use std::collections::BTreeMap;

use anyhow::Context;
use serde::{Deserialize, Serialize};

#[derive(Debug, Clone, Serialize, Deserialize)]
pub struct Restaurant {
    pub name: String,
    pub hours: String,
    pub address: Vec<String>,
    pub maps_url: String,
    pub currency: String,
}

#[derive(Debug, Clone, Serialize, Deserialize)]
pub struct MenuCategory {
    pub name: String,
    #[serde(default)]
    pub icon: String,
    pub items: Vec<String>,
}

#[derive(Debug, Clone, Serialize, Deserialize)]
pub struct Catalog {
    pub restaurant: Restaurant,
    pub categories: Vec<MenuCategory>,
    /// Keyed by item name; lookups are case-insensitive.
    #[serde(default)]
    pub prices: BTreeMap<String, u32>,
    #[serde(default)]
    pub cake_flavours: Vec<String>,
}

impl Catalog {
    pub fn from_json(s: &str) -> anyhow::Result<Self> {
        let catalog: Catalog = serde_json::from_str(s).context("invalid catalog JSON")?;
        anyhow::ensure!(
            !catalog.categories.is_empty(),
            "catalog must define at least one menu category"
        );
        Ok(catalog)
    }

    pub fn load(path: Option<&str>) -> anyhow::Result<Self> {
        match path {
            Some(p) => {
                let raw = std::fs::read_to_string(p)
                    .with_context(|| format!("failed to read catalog file: {p}"))?;
                Self::from_json(&raw)
            }
            None => Ok(Self::default()),
        }
    }

    pub fn category(&self, name: &str) -> Option<&MenuCategory> {
        let name = name.trim().to_lowercase();
        self.categories
            .iter()
            .find(|c| c.name.to_lowercase() == name)
    }

    /// First category (in catalog order) whose name appears anywhere in the text.
    pub fn find_category_in(&self, normalized: &str) -> Option<&MenuCategory> {
        self.categories
            .iter()
            .find(|c| normalized.contains(&c.name.to_lowercase()))
    }

    pub fn price_of(&self, item: &str) -> Option<u32> {
        let item = item.trim().to_lowercase();
        self.prices
            .iter()
            .find(|(name, _)| name.to_lowercase() == item)
            .map(|(_, price)| *price)
    }

    pub fn format_price(&self, item: &str) -> String {
        match self.price_of(item) {
            Some(p) => format!("{}{p}", self.restaurant.currency),
            None => "price on request".to_string(),
        }
    }

    /// Longest item name from the category that appears in the text, so
    /// "iced matcha" wins over "matcha latte" style near-misses.
    pub fn find_item_in<'a>(&self, category: &'a MenuCategory, normalized: &str) -> Option<&'a str> {
        category
            .items
            .iter()
            .filter(|item| normalized.contains(&item.to_lowercase()))
            .max_by_key(|item| item.len())
            .map(|s| s.as_str())
    }

    pub fn find_item_anywhere(&self, normalized: &str) -> Option<(&MenuCategory, &str)> {
        self.categories
            .iter()
            .filter_map(|c| self.find_item_in(c, normalized).map(|item| (c, item)))
            .max_by_key(|(_, item)| item.len())
    }

    pub fn match_flavour(&self, text: &str) -> Option<&str> {
        let lower = text.to_lowercase();
        self.cake_flavours
            .iter()
            .find(|f| lower.contains(&f.to_lowercase()))
            .map(|s| s.as_str())
    }
}

impl Default for Catalog {
    fn default() -> Self {
        let category = |name: &str, icon: &str, items: &[&str]| MenuCategory {
            name: name.to_string(),
            icon: icon.to_string(),
            items: items.iter().map(|s| s.to_string()).collect(),
        };

        let prices = [
            ("Espresso", 120),
            ("Americano", 140),
            ("Cappuccino", 160),
            ("Latte", 180),
            ("Mocha", 200),
            ("Matcha Latte", 220),
            ("Iced Matcha", 240),
            ("Matcha Smoothie", 260),
            ("Spiced Chai Latte", 180),
            ("Golden Turmeric Latte", 200),
            ("Hot Chocolate Supreme", 220),
            ("Iced Vanilla Latte", 200),
            ("Cold Brew Float", 240),
            ("Frappuccino Special", 280),
            ("Virgin Mojito", 180),
            ("Fruit Punch", 160),
            ("Lemon Mint Cooler", 140),
        ]
        .into_iter()
        .map(|(name, price)| (name.to_string(), price))
        .collect();

        Self {
            restaurant: Restaurant {
                name: "The Estate Deli".to_string(),
                hours: "11:00 AM - 11:00 PM".to_string(),
                address: vec![
                    "#3162, 60 Feet Road, 12th Cross,".to_string(),
                    "HAL 2nd Stage, Defence Colony,".to_string(),
                    "Indiranagar, Bengaluru - 560008".to_string(),
                ],
                maps_url: "https://share.google/CxHVtC53L9wvzHQ01".to_string(),
                currency: "₹".to_string(),
            },
            categories: vec![
                category(
                    "coffee",
                    "☕",
                    &["Espresso", "Americano", "Cappuccino", "Latte", "Mocha"],
                ),
                category(
                    "matcha",
                    "🍵",
                    &["Matcha Latte", "Iced Matcha", "Matcha Smoothie"],
                ),
                category(
                    "signature hot beverages",
                    "🔥",
                    &["Spiced Chai Latte", "Golden Turmeric Latte", "Hot Chocolate Supreme"],
                ),
                category(
                    "signature iced beverages",
                    "🧊",
                    &["Iced Vanilla Latte", "Cold Brew Float", "Frappuccino Special"],
                ),
                category(
                    "mocktails",
                    "🍹",
                    &["Virgin Mojito", "Fruit Punch", "Lemon Mint Cooler"],
                ),
            ],
            prices,
            cake_flavours: [
                "Red Velvet",
                "Black Forest",
                "Blueberry Cheesecake",
                "Chocolate",
                "Vanilla",
                "Butterscotch",
                "Pineapple",
                "Strawberry",
            ]
            .iter()
            .map(|s| s.to_string())
            .collect(),
        }
    }
}
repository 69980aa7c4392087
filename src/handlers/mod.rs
pub mod health;
pub mod webhook;
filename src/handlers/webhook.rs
use std::sync::Arc;

use axum::body::Bytes;
use axum::extract::State;
use axum::http::{header, HeaderMap};
use axum::response::{IntoResponse, Response};
use axum::Json;
use serde::Deserialize;
use serde_json::{json, Value};

use crate::config::strip_channel_prefix;
use crate::errors::AppError;
use crate::services::conversation;
use crate::services::notifier::send_reply;
use crate::services::replies;
use crate::state::AppState;

#[derive(Deserialize)]
pub struct WebhookForm {
    #[serde(rename = "From", default)]
    pub from: String,
    #[serde(rename = "Body", default)]
    pub body: String,
}

/// Sender and text of an inbound message, both trimmed and non-empty.
#[derive(Debug, PartialEq)]
pub struct Inbound {
    pub sender: String,
    pub text: String,
}

pub async fn whatsapp_webhook(
    State(state): State<Arc<AppState>>,
    headers: HeaderMap,
    body: Bytes,
) -> Result<Response, AppError> {
    let Some(Inbound { sender, text }) = extract_inbound(&headers, &body) else {
        tracing::warn!(bytes = body.len(), "no valid message or sender in webhook payload");
        return Ok(Json(json!({"status": "ok", "message": "no message to process"})).into_response());
    };

    tracing::info!(sender = %sender, body = %text, "incoming WhatsApp message");

    match conversation::process_message(&state, &sender, &text).await {
        Ok(reply) => {
            let delivery = send_reply(&state, &sender, &reply).await;
            if !delivery.is_sent() {
                tracing::debug!(sender = %sender, ?delivery, "reply not delivered");
            }
            Ok(Json(json!({"status": "success"})).into_response())
        }
        Err(e) => {
            tracing::error!(error = ?e, sender = %sender, "conversation processing failed");
            let delivery = send_reply(&state, &sender, replies::INTERNAL_ERROR).await;
            tracing::debug!(sender = %sender, ?delivery, "apology send attempted");
            Err(AppError::Internal(e.to_string()))
        }
    }
}

pub fn extract_inbound(headers: &HeaderMap, body: &[u8]) -> Option<Inbound> {
    let is_form = headers
        .get(header::CONTENT_TYPE)
        .and_then(|v| v.to_str().ok())
        .is_some_and(|ct| ct.starts_with("application/x-www-form-urlencoded"));

    let (sender, text) = if is_form {
        let form: WebhookForm = serde_urlencoded::from_bytes(body).ok()?;
        (Some(form.from), Some(form.body))
    } else {
        let data: Value = serde_json::from_slice(body).ok()?;
        extract_from_json(&data)
    };

    let sender = strip_channel_prefix(&sender?);
    let text = text?.trim().to_string();
    if sender.is_empty() || text.is_empty() {
        return None;
    }
    Some(Inbound { sender, text })
}

/// Understands the nested `payload.message.text` / `payload.contact.phone` style used by
/// several WhatsApp gateways, falling back to top-level `text`/`message` and `from`/`sender`.
fn extract_from_json(data: &Value) -> (Option<String>, Option<String>) {
    let mut sender = None;
    let mut text = None;

    if let Some(payload) = data.get("payload").filter(|p| p.is_object()) {
        let msg = payload
            .get("message")
            .filter(|m| m.is_object())
            .or_else(|| payload.get("payload").filter(|m| m.is_object()));
        if let Some(msg) = msg {
            text = first_string(msg, &["text", "body"]);
        }

        let contact = payload
            .get("contact")
            .filter(|c| c.is_object())
            .or_else(|| payload.get("sender").filter(|c| c.is_object()));
        if let Some(contact) = contact {
            sender = first_string(contact, &["id", "phone", "number"]);
        }
    }

    let text = text.or_else(|| first_string(data, &["text", "message"]));
    let sender = sender.or_else(|| first_string(data, &["from", "sender"]));
    (sender, text)
}

fn first_string(value: &Value, keys: &[&str]) -> Option<String> {
    keys.iter().find_map(|key| match value.get(*key)? {
        Value::String(s) if !s.trim().is_empty() => Some(s.clone()),
        Value::Number(n) => Some(n.to_string()),
        _ => None,
    })
}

....

▶ Problem details
Write out exactly, please, the lines beginning at the start of the material and ending with the line that holds "pub fn from_json(s: &str)", both included.

▶ Completed exercise
use std::collections::BTreeMap;

use anyhow::Context;
use serde::{Deserialize, Serialize};

#[derive(Debug, Clone, Serialize, Deserialize)]
pub struct Restaurant {
    pub name: String,
    pub hours: String,
    pub address: Vec<String>,
    pub maps_url: String,
    pub currency: String,
}

#[derive(Debug, Clone, Serialize, Deserialize)]
pub struct MenuCategory {
    pub name: String,
    #[serde(default)]
    pub icon: String,
    pub items: Vec<String>,
}

#[derive(Debug, Clone, Serialize, Deserialize)]
pub struct Catalog {
    pub restaurant: Restaurant,
    pub categories: Vec<MenuCategory>,
    /// Keyed by item name; lookups are case-insensitive.
    #[serde(default)]
    pub prices: BTreeMap<String, u32>,
    #[serde(default)]
    pub cake_flavours: Vec<String>,
}

impl Catalog {
    pub fn from_json(s: &str) -> anyhow::Result<Self> {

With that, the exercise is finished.